## GIVEN INFORMATION:

━━━━

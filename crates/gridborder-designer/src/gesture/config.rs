use std::time::Duration;

use gridborder_core::constants::{
    DIRECTION_DOMINANCE, DIRECTION_THRESHOLD, DOUBLE_TAP_DISTANCE, DOUBLE_TAP_WINDOW, DRAW_DELAY,
    LONG_PRESS, MULTI_TAP_WINDOW, POINTER_TOLERANCE, TOUCH_JITTER, TOUCH_TOLERANCE,
};

/// Tunables for the gesture state machine.
#[derive(Debug, Clone, PartialEq)]
pub struct GestureConfig {
    /// Hit tolerance for mouse-class pointers, in fractions of a cell.
    pub pointer_tolerance: f64,
    /// Hit tolerance for touch input, in fractions of a cell.
    pub touch_tolerance: f64,
    /// Time a single touch waits for a second finger before drawing.
    pub draw_delay: Duration,
    /// Hold time that turns a stationary touch into an erase.
    pub long_press: Duration,
    /// Movement in pixels a touch may make and still count as stationary.
    pub touch_jitter: f64,
    pub double_tap_window: Duration,
    pub double_tap_distance: f64,
    /// Maximum duration of a multi-finger undo/redo tap.
    pub multi_tap_window: Duration,
    /// Drag distance in pixels before the drag direction is decided.
    pub direction_threshold: f64,
    /// Ratio by which one axis must dominate to bias hit testing.
    pub direction_dominance: f64,
}

impl Default for GestureConfig {
    fn default() -> Self {
        Self {
            pointer_tolerance: POINTER_TOLERANCE,
            touch_tolerance: TOUCH_TOLERANCE,
            draw_delay: DRAW_DELAY,
            long_press: LONG_PRESS,
            touch_jitter: TOUCH_JITTER,
            double_tap_window: DOUBLE_TAP_WINDOW,
            double_tap_distance: DOUBLE_TAP_DISTANCE,
            multi_tap_window: MULTI_TAP_WINDOW,
            direction_threshold: DIRECTION_THRESHOLD,
            direction_dominance: DIRECTION_DOMINANCE,
        }
    }
}
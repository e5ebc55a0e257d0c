//! Cancelable timers owned by the gesture state machine.
//!
//! Every scheduled timer gets a fresh id. Cancelled or already fired ids
//! are forgotten, so a late delivery of one is ignored.

use std::time::Duration;

use super::effects::GestureEffect;

#[derive(Debug, Clone, Copy, PartialEq, Eq, PartialOrd, Ord, Hash)]
pub struct TimerId(u64);

impl TimerId {
    pub fn value(&self) -> u64 {
        self.0
    }
}

#[derive(Debug, Clone, Copy, PartialEq, Eq, Hash)]
pub enum TimerKind {
    /// A single touch may start drawing.
    DrawDelay,
    /// A stationary touch turns into an erase.
    LongPress,
}

#[derive(Debug, Clone, Copy)]
struct Scheduled {
    id: TimerId,
    kind: TimerKind,
    deadline: Duration,
}

#[derive(Debug, Default)]
pub(crate) struct TimerQueue {
    next_id: u64,
    scheduled: Vec<Scheduled>,
}

impl TimerQueue {
    pub fn schedule(
        &mut self,
        kind: TimerKind,
        deadline: Duration,
        effects: &mut Vec<GestureEffect>,
    ) -> TimerId {
        self.next_id += 1;
        let id = TimerId(self.next_id);
        self.scheduled.push(Scheduled { id, kind, deadline });
        effects.push(GestureEffect::ScheduleTimer { id, kind, deadline });
        id
    }

    pub fn cancel_all(&mut self, effects: &mut Vec<GestureEffect>) {
        for timer in self.scheduled.drain(..) {
            effects.push(GestureEffect::CancelTimer { id: timer.id });
        }
    }

    /// Removes a live timer. `None` for unknown or stale ids.
    pub fn take(&mut self, id: TimerId) -> Option<TimerKind> {
        let index = self.scheduled.iter().position(|t| t.id == id)?;
        Some(self.scheduled.remove(index).kind)
    }

    /// Removes and returns the earliest timer due at `now`.
    pub fn pop_due(&mut self, now: Duration) -> Option<TimerKind> {
        let index = self
            .scheduled
            .iter()
            .enumerate()
            .filter(|(_, t)| t.deadline <= now)
            .min_by_key(|(_, t)| t.deadline)
            .map(|(i, _)| i)?;
        Some(self.scheduled.remove(index).kind)
    }

    pub fn next_deadline(&self) -> Option<Duration> {
        self.scheduled.iter().map(|t| t.deadline).min()
    }

}
//! Settings Manager
//!
//! Locates the configuration file in the platform config directory and
//! keeps the loaded [`Config`] in memory.

use std::path::{Path, PathBuf};

use tracing::{info, warn};

use crate::config::Config;
use crate::error::{ConfigError, SettingsError, SettingsResult};

const APP_DIR: &str = "gridborder";
const CONFIG_FILE: &str = "config.toml";

/// Owns the application configuration and its file location
#[derive(Debug, Clone)]
pub struct SettingsManager {
    path: PathBuf,
    config: Config,
}

impl SettingsManager {
    /// Platform config directory for GridBorder, e.g. `~/.config/gridborder`.
    pub fn config_dir() -> SettingsResult<PathBuf> {
        dirs::config_dir()
            .map(|dir| dir.join(APP_DIR))
            .ok_or_else(|| {
                ConfigError::UnsupportedPlatform(std::env::consts::OS.to_string()).into()
            })
    }

    /// Creates the config directory if it does not exist yet.
    pub fn ensure_config_dir() -> SettingsResult<PathBuf> {
        let dir = Self::config_dir()?;
        std::fs::create_dir_all(&dir).map_err(|e| {
            SettingsError::ConfigDirectory(format!("{}: {}", dir.display(), e))
        })?;
        Ok(dir)
    }

    /// Default location of the configuration file.
    pub fn default_config_path() -> SettingsResult<PathBuf> {
        Ok(Self::config_dir()?.join(CONFIG_FILE))
    }

    /// Manager for the platform config file.
    pub fn new() -> SettingsResult<Self> {
        Ok(Self::with_path(Self::default_config_path()?))
    }

    /// Manager for a config file at `path`, starting from defaults.
    pub fn with_path(path: impl Into<PathBuf>) -> Self {
        Self {
            path: path.into(),
            config: Config::default(),
        }
    }

    pub fn path(&self) -> &Path {
        &self.path
    }

    pub fn config(&self) -> &Config {
        &self.config
    }

    pub fn config_mut(&mut self) -> &mut Config {
        &mut self.config
    }

    /// Loads the config file. A missing file leaves the defaults in place.
    pub fn load(&mut self) -> SettingsResult<&Config> {
        if self.path.exists() {
            self.config = Config::load_from_file(&self.path)?;
            info!("Loaded settings from {}", self.path.display());
        } else {
            info!(
                "No settings at {}, using defaults",
                self.path.display()
            );
            self.config = Config::default();
        }
        Ok(&self.config)
    }

    /// Like [`load`](Self::load), but falls back to defaults when the file
    /// is unreadable or invalid.
    pub fn load_or_default(&mut self) -> &Config {
        if let Err(e) = self.load() {
            warn!("Ignoring settings at {}: {}", self.path.display(), e);
            self.config = Config::default();
        }
        &self.config
    }

    /// Writes the config, creating parent directories as needed.
    pub fn save(&self) -> SettingsResult<()> {
        if let Some(parent) = self.path.parent().filter(|p| !p.as_os_str().is_empty()) {
            std::fs::create_dir_all(parent).map_err(|e| {
                SettingsError::ConfigDirectory(format!("{}: {}", parent.display(), e))
            })?;
        }
        self.config.save_to_file(&self.path)?;
        info!("Saved settings to {}", self.path.display());
        Ok(())
    }
}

━━━━

## EXERCISE GOAL:
What is needed is a word-for-word copy of the records.

## RESPONSE AREA:
filename crates/gridborder-designer/src/gesture/config.rs
use std::time::Duration;

use gridborder_core::constants::{
    DIRECTION_DOMINANCE, DIRECTION_THRESHOLD, DOUBLE_TAP_DISTANCE, DOUBLE_TAP_WINDOW, DRAW_DELAY,
    LONG_PRESS, MULTI_TAP_WINDOW, POINTER_TOLERANCE, TOUCH_JITTER, TOUCH_TOLERANCE,
};

/// Tunables for the gesture state machine.
#[derive(Debug, Clone, PartialEq)]
pub struct GestureConfig {
    /// Hit tolerance for mouse-class pointers, in fractions of a cell.
    pub pointer_tolerance: f64,
    /// Hit tolerance for touch input, in fractions of a cell.
    pub touch_tolerance: f64,
    /// Time a single touch waits for a second finger before drawing.
    pub draw_delay: Duration,
    /// Hold time that turns a stationary touch into an erase.
    pub long_press: Duration,
    /// Movement in pixels a touch may make and still count as stationary.
    pub touch_jitter: f64,
    pub double_tap_window: Duration,
    pub double_tap_distance: f64,
    /// Maximum duration of a multi-finger undo/redo tap.
    pub multi_tap_window: Duration,
    /// Drag distance in pixels before the drag direction is decided.
    pub direction_threshold: f64,
    /// Ratio by which one axis must dominate to bias hit testing.
    pub direction_dominance: f64,
}

impl Default for GestureConfig {
    fn default() -> Self {
        Self {
            pointer_tolerance: POINTER_TOLERANCE,
            touch_tolerance: TOUCH_TOLERANCE,
            draw_delay: DRAW_DELAY,
            long_press: LONG_PRESS,
            touch_jitter: TOUCH_JITTER,
            double_tap_window: DOUBLE_TAP_WINDOW,
            double_tap_distance: DOUBLE_TAP_DISTANCE,
            multi_tap_window: MULTI_TAP_WINDOW,
            direction_threshold: DIRECTION_THRESHOLD,
            direction_dominance: DIRECTION_DOMINANCE,
        }
    }
}
repository e5ebc55a0e257d0c
//! Cancelable timers owned by the gesture state machine.
//!
//! Every scheduled timer gets a fresh id. Cancelled or already fired ids
//! are forgotten, so a late delivery of one is ignored.

use std::time::Duration;

use super::effects::GestureEffect;

#[derive(Debug, Clone, Copy, PartialEq, Eq, PartialOrd, Ord, Hash)]
pub struct TimerId(u64);

impl TimerId {
    pub fn value(&self) -> u64 {
        self.0
    }
}

#[derive(Debug, Clone, Copy, PartialEq, Eq, Hash)]
pub enum TimerKind {
    /// A single touch may start drawing.
    DrawDelay,
    /// A stationary touch turns into an erase.
    LongPress,
}

#[derive(Debug, Clone, Copy)]
struct Scheduled {
    id: TimerId,
    kind: TimerKind,
    deadline: Duration,
}

#[derive(Debug, Default)]
pub(crate) struct TimerQueue {
    next_id: u64,
    scheduled: Vec<Scheduled>,
}

impl TimerQueue {
    pub fn schedule(
        &mut self,
        kind: TimerKind,
        deadline: Duration,
        effects: &mut Vec<GestureEffect>,
    ) -> TimerId {
        self.next_id += 1;
        let id = TimerId(self.next_id);
        self.scheduled.push(Scheduled { id, kind, deadline });
        effects.push(GestureEffect::ScheduleTimer { id, kind, deadline });
        id
    }

    pub fn cancel_all(&mut self, effects: &mut Vec<GestureEffect>) {
        for timer in self.scheduled.drain(..) {
            effects.push(GestureEffect::CancelTimer { id: timer.id });
        }
    }

    /// Removes a live timer. `None` for unknown or stale ids.
    pub fn take(&mut self, id: TimerId) -> Option<TimerKind> {
        let index = self.scheduled.iter().position(|t| t.id == id)?;
        Some(self.scheduled.remove(index).kind)
    }

    /// Removes and returns the earliest timer due at `now`.
    pub fn pop_due(&mut self, now: Duration) -> Option<TimerKind> {
        let index = self
            .scheduled
            .iter()
            .enumerate()
            .filter(|(_, t)| t.deadline <= now)
            .min_by_key(|(_, t)| t.deadline)
            .map(|(i, _)| i)?;
        Some(self.scheduled.remove(index).kind)
    }

    pub fn next_deadline(&self) -> Option<Duration> {
        self.scheduled.iter().map(|t| t.deadline).min()
    }

}
//! Settings Manager
//!
//! Locates the configuration file in the platform config directory and
//! keeps the loaded [`Config`] in memory.

use std::path::{Path, PathBuf};

use tracing::{info, warn};

use crate::config::Config;
use crate::error::{ConfigError, SettingsError, SettingsResult};

const APP_DIR: &str = "gridborder";
const CONFIG_FILE: &str = "config.toml";

/// Owns the application configuration and its file location
#[derive(Debug, Clone)]
pub struct SettingsManager {
    path: PathBuf,
    config: Config,
}

impl SettingsManager {
    /// Platform config directory for GridBorder, e.g. `~/.config/gridborder`.
    pub fn config_dir() -> SettingsResult<PathBuf> {
        dirs::config_dir()
            .map(|dir| dir.join(APP_DIR))
            .ok_or_else(|| {
                ConfigError::UnsupportedPlatform(std::env::consts::OS.to_string()).into()
            })
    }

    /// Creates the config directory if it does not exist yet.
    pub fn ensure_config_dir() -> SettingsResult<PathBuf> {
        let dir = Self::config_dir()?;
        std::fs::create_dir_all(&dir).map_err(|e| {
            SettingsError::ConfigDirectory(format!("{}: {}", dir.display(), e))
        })?;
        Ok(dir)
    }

    /// Default location of the configuration file.
    pub fn default_config_path() -> SettingsResult<PathBuf> {
        Ok(Self::config_dir()?.join(CONFIG_FILE))
    }

    /// Manager for the platform config file.
    pub fn new() -> SettingsResult<Self> {
        Ok(Self::with_path(Self::default_config_path()?))
    }

    /// Manager for a config file at `path`, starting from defaults.
    pub fn with_path(path: impl Into<PathBuf>) -> Self {
        Self {
            path: path.into(),
            config: Config::default(),
        }
    }

    pub fn path(&self) -> &Path {
        &self.path
    }

    pub fn config(&self) -> &Config {
        &self.config
    }

    pub fn config_mut(&mut self) -> &mut Config {
        &mut self.config
    }

    /// Loads the config file. A missing file leaves the defaults in place.
    pub fn load(&mut self) -> SettingsResult<&Config> {
        if self.path.exists() {
            self.config = Config::load_from_file(&self.path)?;
            info!("Loaded settings from {}", self.path.display());
        } else {
            info!(
                "No settings at {}, using defaults",
                self.path.display()
            );
            self.config = Config::default();
        }
        Ok(&self.config)
    }

    /// Like [`load`](Self::load), but falls back to defaults when the file
    /// is unreadable or invalid.
    pub fn load_or_default(&mut self) -> &Config {
        if let Err(e) = self.load() {
            warn!("Ignoring settings at {}: {}", self.path.display(), e);
            self.config = Config::default();
        }
        &self.config
    }

    /// Writes the config, creating parent directories as needed.
    pub fn save(&self) -> SettingsResult<()> {
        if let Some(parent) = self.path.parent().filter(|p| !p.as_os_str().is_empty()) {
            std::fs::create_dir_all(parent).map_err(|e| {
                SettingsError::ConfigDirectory(format!("{}: {}", parent.display(), e))
            })?;
        }
        self.config.save_to_file(&self.path)?;
        info!("Saved settings to {}", self.path.display());
        Ok(())
    }
}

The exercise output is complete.